The uncommonly cultivated one takes part in the national broadcasts
As a surrogate for knowledge, dressed in a cassock
Derived from illustrations in the encyclopaedias,
In front of the television cameras shows on request
The stigmata on both his hands and offers
Ample explanations for them.

Put to quieten popular discontent with prizes and lotteries,
They have arranged the learned  like fat Saints
To taste the warmth of  live applauses
Interrupted by witty advertisements.
To the thronging students outside,
Invitations to go away are distributed, unplanned summits
In the Press Room promise mercy and tolerance.

Armed bands of young children are waiting among the cardboard columns
Fir the beginning of their show, leafing through the illustrated brochures,
They arranged explosives under the dish-covers on the buffet
With the full approval of the Safety Committee.
Ready at the disposal of the producer, the electrician puts up
Additional trestles, spacious awnings over the stalls.
The expense seems to induce a sense of Festiveness.

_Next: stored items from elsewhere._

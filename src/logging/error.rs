//! Failure taxonomy for writes and rotation passes
//!
//! None of these errors reach callers of the logging entry points. They are reported
//! through `tracing` and the current operation is abandoned or continued.

use std::io;
use std::path::PathBuf;

/// Coarse cause of an I/O failure, used to tag reports
#[derive(Debug, Clone, Copy, PartialEq, Eq)]
pub enum DiskErrorKind {
    DiskFull,
    PermissionDenied,
    NotFound,
    Other,
}

impl DiskErrorKind {
    /// Classify an I/O error
    pub fn of(e: &io::Error) -> Self {
        match e.kind() {
            io::ErrorKind::StorageFull | io::ErrorKind::WriteZero => DiskErrorKind::DiskFull,
            io::ErrorKind::PermissionDenied | io::ErrorKind::ReadOnlyFilesystem => {
                DiskErrorKind::PermissionDenied
            }
            io::ErrorKind::NotFound => DiskErrorKind::NotFound,
            _ if is_quota_exceeded(e) => DiskErrorKind::DiskFull,
            _ => DiskErrorKind::Other,
        }
    }

    /// Short tag for reports
    pub fn user_message(&self) -> &'static str {
        match self {
            DiskErrorKind::DiskFull => "disk full",
            DiskErrorKind::PermissionDenied => "permission denied",
            DiskErrorKind::NotFound => "file or directory not found",
            DiskErrorKind::Other => "i/o error",
        }
    }
}

impl From<&io::Error> for DiskErrorKind {
    fn from(e: &io::Error) -> Self {
        DiskErrorKind::of(e)
    }
}

/// EDQUOT has no stable `ErrorKind` and a per-platform errno
fn is_quota_exceeded(e: &io::Error) -> bool {
    #[cfg(target_os = "linux")]
    {
        e.raw_os_error() == Some(122)
    }
    #[cfg(target_os = "macos")]
    {
        e.raw_os_error() == Some(69)
    }
    #[cfg(not(any(target_os = "linux", target_os = "macos")))]
    {
        let _ = e;
        false
    }
}

/// Failure while appending a record to the primary file
#[derive(Debug, thiserror::Error)]
pub enum WriteError {
    #[error("opening log file {path} failed: {source}")]
    Open { path: PathBuf, source: io::Error },

    #[error("writing log file {path} failed: {source}")]
    Write { path: PathBuf, source: io::Error },

    #[error("closing log file {path} failed: {source}")]
    Close { path: PathBuf, source: io::Error },
}

/// Failure during a rotation pass
#[derive(Debug, thiserror::Error)]
pub enum RotationError {
    #[error("failed to open file {path}: {source}")]
    OpenPrimary { path: PathBuf, source: io::Error },

    #[error("failed to read file {path}: {source}")]
    ReadPrimary { path: PathBuf, source: io::Error },

    #[error("opening view file {path} failed: {source}")]
    OpenView { path: PathBuf, source: io::Error },

    #[error("writing view file {path} failed: {source}")]
    WriteView { path: PathBuf, source: io::Error },

    #[error("failed to stat file {path}: {source}")]
    Stat { path: PathBuf, source: io::Error },

    #[error("failed to remove file {path}: {source}")]
    RemovePrimary { path: PathBuf, source: io::Error },

    #[error("failed to archive {from} as {to}: {source}")]
    Archive {
        from: PathBuf,
        to: PathBuf,
        source: io::Error,
    },
}

impl WriteError {
    pub fn io(&self) -> &io::Error {
        match self {
            WriteError::Open { source, .. }
            | WriteError::Write { source, .. }
            | WriteError::Close { source, .. } => source,
        }
    }

    pub fn kind(&self) -> DiskErrorKind {
        DiskErrorKind::of(self.io())
    }
}

impl RotationError {
    pub fn io(&self) -> &io::Error {
        match self {
            RotationError::OpenPrimary { source, .. }
            | RotationError::ReadPrimary { source, .. }
            | RotationError::OpenView { source, .. }
            | RotationError::WriteView { source, .. }
            | RotationError::Stat { source, .. }
            | RotationError::RemovePrimary { source, .. }
            | RotationError::Archive { source, .. } => source,
        }
    }

    pub fn kind(&self) -> DiskErrorKind {
        DiskErrorKind::of(self.io())
    }
}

The guard warns the uncommonly cultivated one
about the actual risk of a power-cut.

In the contemplative pauses, bewilderment among the guest-spectators
Required to obey to the many imperatives. Below the stage, in the shadow,
The orchestra of pensioners is dozing, the trombone
Snores, the viola is resting her heard on the shoulder of the
harpsichordist.

The uncommonly cultivated one has no conception of resting so he takes
advantage
Of pauses to compile Errata, to formulate denials, oppressed by the fear
of being misunderstood or taken too
literally.

Flagellants, clerics, prophets, self-confessed offenders stand in orderly
queues
before the make-up room to submit themselves
To the agony of the make-up, the boldest show off their hairshirts and
chalk faces.
Pompous parades in front of the lifts at the end of each shifts.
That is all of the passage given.